By Donna Gates, as seen on:
Holidays like Thanksgiving can be challenging to people who are committed to eating healthy, losing weight, or healing themselves from symptoms of illness.
Even when people try to eat a healthy Thanksgiving meal, overindulgence becomes part of the holiday ritual.
What happens when we eat too much?
Our digestive tracts can become overburdened. When this happens, oftentimes food doesn’t move quickly enough through the intestines and it ferments.
Bacteria and other microorganisms feed on stagnant food and generate gases. Other repercussions of undigested food in the digestive tract are heartburn, bloating, congested sinuses, fatigue, sleepiness, lethargy, grogginess, brain fog, or sore joints.
While there are many wonderful treats during the holiday season, here are some tips to allow you to enjoy food while keeping your digestive system healthy and your immune system strong!
1. Think Delicious AND Healthy
We often think delicious means unhealthy. Not true. I often wait to see if people compliment a meal I serve before telling them it is gluten-free. Or that desserts are sugar-free. There are tons of resources online.
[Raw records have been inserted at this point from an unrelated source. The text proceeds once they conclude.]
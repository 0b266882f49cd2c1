//! In-memory [`Editor`] host used by the command-line shell and tests.

use std::collections::HashMap;

use crate::editor::{Editor, MarkerStyle};
use crate::problem::RegionKey;
use crate::region::{byte_index, char_len, slice, Region, TextChange};

/// A single document held in memory, with live regions that follow edits.
#[derive(Debug, Default)]
pub struct MemoryEditor {
    text: String,
    selection: Option<Region>,
    regions: HashMap<RegionKey, (Region, MarkerStyle)>,
    scopes: Vec<(Region, String)>,
    settings: HashMap<String, String>,
    popup: Option<String>,
    panel_visible: bool,
    statuses: Vec<String>,
    pending: Vec<TextChange>,
}

impl MemoryEditor {
    pub fn new(text: impl Into<String>) -> Self {
        Self {
            text: text.into(),
            ..Self::default()
        }
    }

    pub fn text(&self) -> &str {
        &self.text
    }

    /// Edits the buffer as a user would, recording the change.
    pub fn edit(&mut self, region: Region, text: &str) {
        let region = Region::new(region.start.min(self.size()), region.end.min(self.size()));
        let start = byte_index(&self.text, region.start);
        let end = byte_index(&self.text, region.end);
        self.text.replace_range(start..end, text);

        let change = TextChange::new(region.start, region.len(), char_len(text));
        for (live, _) in self.regions.values_mut() {
            *live = live.map_through(&change);
        }
        if let Some(selection) = self.selection.as_mut() {
            *selection = selection.map_through(&change);
        }
        self.pending.push(change);
    }

    pub fn insert(&mut self, point: usize, text: &str) {
        self.edit(Region::caret(point), text);
    }

    /// Changes made since the last call, oldest first.
    pub fn take_changes(&mut self) -> Vec<TextChange> {
        std::mem::take(&mut self.pending)
    }

    /// Tags `region` with a scope name reported by [`Editor::scope_names`].
    pub fn add_scope(&mut self, region: Region, name: impl Into<String>) {
        self.scopes.push((region, name.into()));
    }

    pub fn popup(&self) -> Option<&str> {
        self.popup.as_deref()
    }

    pub fn last_status(&self) -> Option<&str> {
        self.statuses.last().map(String::as_str)
    }

    pub fn show_panel(&mut self) {
        self.panel_visible = true;
    }

    pub fn panel_visible(&self) -> bool {
        self.panel_visible
    }

    pub fn marker_count(&self) -> usize {
        self.regions.len()
    }
}

impl Editor for MemoryEditor {
    fn size(&self) -> usize {
        char_len(&self.text)
    }

    fn substr(&self, region: Region) -> String {
        slice(&self.text, region).to_string()
    }

    fn selection(&self) -> Option<Region> {
        self.selection
    }

    fn set_selection(&mut self, region: Region) {
        let size = self.size();
        self.selection = Some(Region::new(region.start.min(size), region.end.min(size)));
    }

    fn replace(&mut self, region: Region, text: &str) {
        self.edit(region, text);
    }

    fn add_region(&mut self, key: &RegionKey, region: Region, style: &MarkerStyle) {
        self.regions.insert(key.clone(), (region, style.clone()));
    }

    fn get_region(&self, key: &RegionKey) -> Option<Region> {
        self.regions.get(key).map(|(region, _)| *region)
    }

    fn erase_region(&mut self, key: &RegionKey) {
        self.regions.remove(key);
    }

    fn scope_names(&self, point: usize) -> Vec<String> {
        self.scopes
            .iter()
            .filter(|(region, _)| region.start <= point && point < region.end)
            .map(|(_, name)| name.clone())
            .collect()
    }

    fn show_popup(&mut self, text: &str) {
        self.popup = Some(text.to_string());
    }

    fn hide_popup(&mut self) {
        self.popup = None;
    }

    fn set_status(&mut self, message: &str) {
        self.statuses.push(message.to_string());
    }

    fn hide_panel(&mut self) {
        self.panel_visible = false;
    }

    fn setting(&self, key: &str) -> Option<String> {
        self.settings.get(key).cloned()
    }

    fn set_setting(&mut self, key: &str, value: &str) {
        self.settings.insert(key.to_string(), value.to_string());
    }

    fn erase_setting(&mut self, key: &str) {
        self.settings.remove(key);
    }
}

#[cfg(test)]
mod tests {
    use super::*;

    #[test]
    fn live_regions_follow_edits() {
        let mut editor = MemoryEditor::new("Teh cat sat.");
        let key = RegionKey::for_problem(crate::ProblemId(0));
        editor.add_region(&key, Region::new(4, 7), &MarkerStyle::squiggly("text"));

        editor.insert(0, "Oh, ");
        assert_eq!(editor.text(), "Oh, Teh cat sat.");
        assert_eq!(editor.get_region(&key), Some(Region::new(8, 11)));
        assert_eq!(editor.substr(Region::new(8, 11)), "cat");
        assert_eq!(editor.take_changes(), vec![TextChange::insert(0, 4)]);
        assert!(editor.take_changes().is_empty());
    }

    #[test]
    fn edits_are_clamped_to_the_buffer() {
        let mut editor = MemoryEditor::new("abc");
        editor.edit(Region::new(2, 99), "Z");
        assert_eq!(editor.text(), "abZ");
        assert_eq!(editor.take_changes(), vec![TextChange::new(2, 1, 1)]);
    }
}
If you would like a Body Ecology approach to Thanksgiving, you can download an entire holiday menu with recipes and a shopping list from the Body Ecology website.
2. The 80/20 Principle.
Make sure your plate is 80% vegetables and 20% grains or protein. When you food combine properly, your digestive tract has an easier time breaking everything down.
3. Stop and Digest
It often takes a little time, some say 20 minutes, until the brain receives signals from the stomach that you are full. Eat until you are 80% full. Then rest. If you are still hungry in 20 minutes, you can eat a little more. Do not EVER eat until you feel stuffed!
4. Eat Healthy Sweets By Themselves
I usually recommend something naturally sweet, like berries, but over the holidays I know people have a harder time staying away from treats. So, if you’re going to cheat, make it a healthy treat. Body Ecology’s website has suggestions for sugar-free, gluten-free, dairy-free recipes and chocolates.
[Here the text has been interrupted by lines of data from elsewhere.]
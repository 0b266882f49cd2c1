//! Popup links: the actions a hover card offers, encoded as strings.
//!
//! Grammar: `[view:<window>/<view>,](replace:<problem>/<index> | showall:<problem>)`.

use std::fmt;
use std::str::FromStr;

use once_cell::sync::Lazy;
use regex::Regex;
use thiserror::Error;

use crate::problem::ProblemId;

static VIEW_RE: Lazy<Regex> =
    Lazy::new(|| Regex::new(r"^view:(\d+)/(\d+),(.*)$").expect("valid view link regex"));
static REPLACE_RE: Lazy<Regex> =
    Lazy::new(|| Regex::new(r"^replace:(\d+)/(\d+)$").expect("valid replace link regex"));
static SHOW_ALL_RE: Lazy<Regex> =
    Lazy::new(|| Regex::new(r"^showall:(\d+)$").expect("valid showall link regex"));

/// Host view a link is addressed to.
#[derive(Debug, Clone, Copy, PartialEq, Eq)]
pub struct ViewTarget {
    pub window: u64,
    pub view: u64,
}

#[derive(Debug, Clone, Copy, PartialEq, Eq)]
pub enum LinkAction {
    /// Substitute replacement `index` of `problem`.
    Replace { problem: ProblemId, index: usize },
    /// Re-render the card with every replacement listed.
    ShowAll { problem: ProblemId },
}

#[derive(Debug, Clone, Copy, PartialEq, Eq)]
pub struct PopupLink {
    pub target: Option<ViewTarget>,
    pub action: LinkAction,
}

#[derive(Debug, Error, PartialEq, Eq)]
pub enum LinkError {
    #[error("invalid view path in link `{0}`")]
    InvalidView(String),

    #[error("invalid link `{0}`")]
    Unrecognized(String),

    #[error("number out of range in link `{0}`")]
    Overflow(String),
}

impl PopupLink {
    pub fn replace(problem: ProblemId, index: usize) -> Self {
        Self {
            target: None,
            action: LinkAction::Replace { problem, index },
        }
    }

    pub fn show_all(problem: ProblemId) -> Self {
        Self {
            target: None,
            action: LinkAction::ShowAll { problem },
        }
    }

    pub fn problem(&self) -> ProblemId {
        match self.action {
            LinkAction::Replace { problem, .. } | LinkAction::ShowAll { problem } => problem,
        }
    }
}

impl FromStr for PopupLink {
    type Err = LinkError;

    fn from_str(link: &str) -> Result<Self, Self::Err> {
        let link = link.trim();
        let (target, rest) = if link.starts_with("view:") {
            let caps = VIEW_RE
                .captures(link)
                .ok_or_else(|| LinkError::InvalidView(link.to_string()))?;
            let target = ViewTarget {
                window: number(link, &caps[1])?,
                view: number(link, &caps[2])?,
            };
            (Some(target), caps.get(3).map_or("", |m| m.as_str()))
        } else {
            (None, link)
        };

        let action = if let Some(caps) = REPLACE_RE.captures(rest) {
            LinkAction::Replace {
                problem: ProblemId(number(link, &caps[1])?),
                index: number(link, &caps[2])?,
            }
        } else if let Some(caps) = SHOW_ALL_RE.captures(rest) {
            LinkAction::ShowAll {
                problem: ProblemId(number(link, &caps[1])?),
            }
        } else {
            return Err(LinkError::Unrecognized(link.to_string()));
        };

        Ok(Self { target, action })
    }
}

fn number<T: FromStr>(link: &str, digits: &str) -> Result<T, LinkError> {
    digits
        .parse()
        .map_err(|_| LinkError::Overflow(link.to_string()))
}

impl fmt::Display for PopupLink {
    fn fmt(&self, f: &mut fmt::Formatter<'_>) -> fmt::Result {
        if let Some(target) = self.target {
            write!(f, "view:{}/{},", target.window, target.view)?;
        }
        match self.action {
            LinkAction::Replace { problem, index } => write!(f, "replace:{problem}/{index}"),
            LinkAction::ShowAll { problem } => write!(f, "showall:{problem}"),
        }
    }
}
5. Probiotic Beverages and Fermented Vegetables
Probiotics and the active enzymes in probiotic beverages and fermented vegetables will assist in the digestion of food and help off-set undigested food that may be fermenting in the intestines.
6. Enzymes
I keep a small bottle of digestive enzymes in my purse at all times. Over the holidays, I find myself handing them out to everyone in my family. Supporting the digestion in the stomach and small intestine is crucial to surviving a rich meal!
7. Be Grateful
As you prepare for the holiday season, remember how blessed and rich your own life is. Look around you, and realize how much opportunity and greatness surrounds you and others.
You may find that these simple moments of gratitude actually take away your desire to eat more than you can handle during family festivities.
Have a Happy and HEALTHY Thanksgiving!!